impl CrawlerInner {
    /// Claims `url` and pushes it; false if it was already claimed
    fn schedule(&self, url: Url, options: TaskOptions, priority: i32) -> bool {
        if !self.ledger.try_claim(&url) {
            tracing::trace!("Already visited: {}", url);
            return false;
        }

        tracing::debug!("Queueing {} (depth {})", url, options.depth);
        self.queue.push(url, options, priority)
    }

    fn record_error(&self, url: &Url, error: TaskError) {
        tracing::warn!("{}: {}", url, error);
        lock(&self.errors).push(ErrorRecord {
            url: url.clone(),
            error,
            at: Utc::now(),
        });
    }

    fn is_aborted(&self) -> bool {
        lock(&self.fatal).is_some()
    }

    /// Ends the crawl after a fatal error
    fn abort(&self, reason: String) {
        {
            let mut fatal = lock(&self.fatal);
            if fatal.is_none() {
                tracing::error!("Aborting crawl: {}", reason);
                *fatal = Some(reason);
            }
        }
        self.queue.end();
    }

    /// Returns the shared browser handle, launching it on first use
    async fn browser(&self) -> std::result::Result<Arc<dyn Browser>, RenderError> {
        self.browser
            .get_or_try_init(|| async {
                let options = LaunchOptions {
                    proxy: self.config.crawler.proxy.clone(),
                    user_agent: self.config.crawler.user_agent.clone(),
                };
                tracing::info!("Launching rendering engine");
                self.engine.launch(&options).await
            })
            .await
            .map(Arc::clone)
    }

    /// Runs the per-task protocol on an open session
    async fn run_task(
        &self,
        session: &mut dyn Session,
        filter: &SessionFilter,
        task: &Task,
        previous: Option<Url>,
        tracker: &mut TaskTracker,
    ) -> std::result::Result<(), TaskError> {
        let crawler = &self.config.crawler;
        let timeout = task
            .options
            .timeout
            .unwrap_or_else(|| crawler.navigation_timeout());
        let options = NavigateOptions {
            wait_until: task.options.wait_until.unwrap_or(crawler.wait_until),
            timeout,
            referrer: previous,
        };

        filter.reset();
        advance(tracker, TaskState::Loading);
        tracing::debug!(
            "Loading {} (depth {}, attempt {})",
            task.url,
            task.options.depth,
            task.attempt
        );

        match navigate_bounded(session, &task.url, &options).await {
            Ok(()) => advance(tracker, TaskState::Loaded),
            Err(e) => {
                let error = TaskError::from(e);
                if !error.is_recoverable() {
                    advance(tracker, TaskState::Failed);
                    return Err(error);
                }

                filter.mark_timed_out();
                self.stats.page_timed_out();
                self.record_error(&task.url, error);
                advance(tracker, TaskState::TimedOut);
            }
        }

        advance(tracker, TaskState::PostProcessing);
        match self.post_process(session, filter, task, timeout).await {
            Ok(()) => {
                advance(tracker, TaskState::Done);
                Ok(())
            }
            Err(e) => {
                advance(tracker, TaskState::Failed);
                Err(TaskError::PostProcessing(e.to_string()))
            }
        }
    }

    /// Link discovery, scrolling, checkbox normalization, then at most one
    /// login form submission followed by a second pass on the result
    async fn post_process(
        &self,
        session: &mut dyn Session,
        filter: &SessionFilter,
        task: &Task,
        timeout: Duration,
    ) -> std::result::Result<(), RenderError> {
        let mut form_submitted = false;

        loop {
            let page_url = session.current_url().unwrap_or_else(|| task.url.clone());
            self.discover_links(session, &page_url, &task.options).await?;

            let budget = self.config.crawler.scroll_budget();
            if let Some(steps) = skip_unsupported(behaviors::scroll_page(session, budget).await)? {
                tracing::trace!("Scrolled {} in {} steps", page_url, steps);
            }

            if let Some(changed) =
                skip_unsupported(behaviors::normalize_checkboxes(session).await)?
            {
                if changed > 0 {
                    tracing::debug!("Checked {} checkboxes on {}", changed, page_url);
                }
            }

            if form_submitted {
                break;
            }
            let Some(form) = behaviors::matching_form(&self.config.forms, &page_url) else {
                break;
            };

            form_submitted = true;
            // The submission is a new page load with its own retry budget
            filter.reset_attempts();
            behaviors::submit_form(session, form, timeout).await?;
            self.stats.form_submitted();
        }

        if let Some(dir) = &self.config.output.screenshots {
            let page_url = session.current_url().unwrap_or_else(|| task.url.clone());
            if skip_unsupported(behaviors::take_screenshot(session, dir, &page_url).await)?
                .is_some()
            {
                self.stats.screenshot_taken();
            }
        }

        Ok(())
    }

    /// Queues the unclaimed in-scope links of the loaded page
    async fn discover_links(
        &self,
        session: &mut dyn Session,
        page_url: &Url,
        options: &TaskOptions,
    ) -> std::result::Result<(), RenderError> {
        // The landing URL after redirects counts as visited too
        self.ledger.try_claim(page_url);

        let child = options.child();
        if let Some(max_depth) = self.config.crawler.max_depth {
            if child.depth > max_depth {
                tracing::debug!("{} is at max depth {}, not following links", page_url, max_depth);
                return Ok(());
            }
        }

        let links = behaviors::extract_links(session, page_url, &self.policy).await?;
        let mut queued = 0;
        for link in links {
            self.stats.link_discovered();
            if self.schedule(link, child.clone(), DEFAULT_PRIORITY) {
                self.stats.link_queued();
                queued += 1;
            }
        }

        if queued > 0 {
            tracing::debug!("{}: queued {} new links", page_url, queued);
        }
        Ok(())
    }
}

#[async_trait]
impl TaskHandler for CrawlerInner {
    async fn handle(&self, task: Task, previous: Option<Url>) {
        if self.is_aborted() {
            return;
        }

        let browser = match self.browser().await {
            Ok(browser) => browser,
            Err(e) => {
                self.abort(e.to_string());
                return;
            }
        };

        let mut session = match browser.open_session().await {
            Ok(session) => session,
            Err(e) => {
                self.record_error(
                    &task.url,
                    TaskError::Navigation(format!("Failed to open session: {}", e)),
                );
                self.stats.page_failed();
                return;
            }
        };

        let filter = self.policy.session_filter();
        session.set_request_filter(filter.clone());

        let mut tracker = TaskTracker::new(task.url.as_str());
        let caught = AssertUnwindSafe(self.run_task(
            session.as_mut(),
            &filter,
            &task,
            previous,
            &mut tracker,
        ))
        .catch_unwind()
        .await;
        // A panic still ends in the session being closed below
        let outcome = match caught {
            Ok(outcome) => outcome,
            Err(payload) => {
                if tracker.state().can_transition_to(TaskState::Failed) {
                    advance(&mut tracker, TaskState::Failed);
                }
                Err(TaskError::Panicked(panic_message(&*payload)))
            }
        };

        if let Err(e) = session.close().await {
            tracing::warn!("Failed to close session for {}: {}", task.url, e);
        }
        self.stats.requests_blocked(filter.blocked_count());

        match outcome {
            Ok(()) => self.stats.page_done(),
            Err(error) => {
                self.record_error(&task.url, error);
                self.stats.page_failed();
            }
        }

        tracing::debug!("{} finished: {}", task.url, tracker.state());
    }

    fn on_panic(&self, url: &Url, message: &str) {
        self.record_error(url, TaskError::Panicked(message.to_string()));
        self.stats.page_failed();
    }
}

======

» Work instructions: Using the records above, output exactly the lines from the first through the line that contains "fn abort(&self, reason: String)", with both of those included.

» Response to the task:
impl CrawlerInner {
    /// Claims `url` and pushes it; false if it was already claimed
    fn schedule(&self, url: Url, options: TaskOptions, priority: i32) -> bool {
        if !self.ledger.try_claim(&url) {
            tracing::trace!("Already visited: {}", url);
            return false;
        }

        tracing::debug!("Queueing {} (depth {})", url, options.depth);
        self.queue.push(url, options, priority)
    }

    fn record_error(&self, url: &Url, error: TaskError) {
        tracing::warn!("{}: {}", url, error);
        lock(&self.errors).push(ErrorRecord {
            url: url.clone(),
            error,
            at: Utc::now(),
        });
    }

    fn is_aborted(&self) -> bool {
        lock(&self.fatal).is_some()
    }

    /// Ends the crawl after a fatal error
    fn abort(&self, reason: String) {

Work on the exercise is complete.